The author relayed that perfectionist and obsessive compulsive patients shared similar stories of being children of very demanding parents, who give them conditional love.
I only recently realized that I have been living in fear of rejection and the feeling of not being good enough all my life. Despite my outward confidence, this feeling of inadequacy is probably a very common feeling. I suspect it has something to do with the millions of messages advertisers and media send telling us how fat, ugly, stupid, etc, etc we are, and that we need to buy their product in order to live a normal life. Just think about how many people you know are currently on a diet, or detox, or trying to lose their 5-10 lbs through exercise. I see now, this feeling of inadequacy is the source of all addiction, violent outburst, etc. It’s a big void within us that we must fulfill or replace with pleasure/adrenalin to reach the semblance of normalcy. Because that is a belief so deeply rooted and what you truly believe, no amount of compliments or flattery will cheer you up. It feels like a downpour without an umbrella; you’re soaked from head to toe and no one would even look at you, never mind offer you to come in.

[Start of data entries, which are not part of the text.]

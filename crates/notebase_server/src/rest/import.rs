use std::sync::Arc;

use axum::extract::State;
use axum::http::StatusCode;
use axum::Json;
use notebase_core::{
    ImportFetcher, ImportOutcome, ImportRequest, ImportService, SqlitePageRepository,
};
use serde::Deserialize;
use uuid::Uuid;

use super::{with_conn, without_conn, ApiResult};
use crate::state::AppState;

#[derive(Debug, Deserialize)]
pub(crate) struct ImportPageRequest {
    #[serde(alias = "notion_page_id")]
    external_page_id: String,
    parent_id: Option<Uuid>,
}

pub(crate) async fn import_page(
    State(state): State<Arc<AppState>>,
    Json(body): Json<ImportPageRequest>,
) -> ApiResult<(StatusCode, Json<ImportOutcome>)> {
    let request = ImportRequest {
        external_page_id: body.external_page_id,
        parent_id: body.parent_id,
    };
    let source = state.source.clone();
    ImportFetcher::new(source.as_deref()).validate(&request)?;

    let parent_id = request.parent_id;
    with_conn(&state, move |conn, _| {
        ImportService::new(SqlitePageRepository::try_new(conn)?).check_parent(parent_id)?;
        Ok(())
    })
    .await?;

    // Upstream calls run without the connection lock.
    let fetched = without_conn(move || ImportFetcher::new(source.as_deref()).fetch(&request))
        .await??;

    let outcome = with_conn(&state, move |conn, _| {
        Ok(ImportService::new(SqlitePageRepository::try_new(conn)?).store(fetched)?)
    })
    .await?;
    Ok((StatusCode::CREATED, Json(outcome)))
}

Isn’t it funny that this feeling also makes us disempowered, so that we don’t take action politically, or against abuse, etc… because we tolerate as much abuse as what is congruent to our inner belief about ourselves. So if I truly believe I’m undesirable, and unworthy of love, I will allow all sorts of abuse into my life, including institutional injustice about my basic human rights. So our worst enemy is not anyone outside of ourselves.
A friend rightly pointed out, we can all inspire one another by sharing our own stories of triumph over hardship, yet when we’re in our own shit, we cannot see it or pull ourselves out of it. That’s why community is so important, and friendship is critical. Because outward success is completely irrelevant to how a person feels inside. Yet, only how we feel inside will ultimately determine if we’ll live a happy and healthy life.
I hope in the month of January and February, which are most susceptible for people to get depressed, that you keep on telling your story, and explore the love in your life, and most above all, to remember that happiness starts with you, not your relationship, your friends, your job, just you! And if you’re suffering the blues, reach out, you’re not alone, and you’re well loved.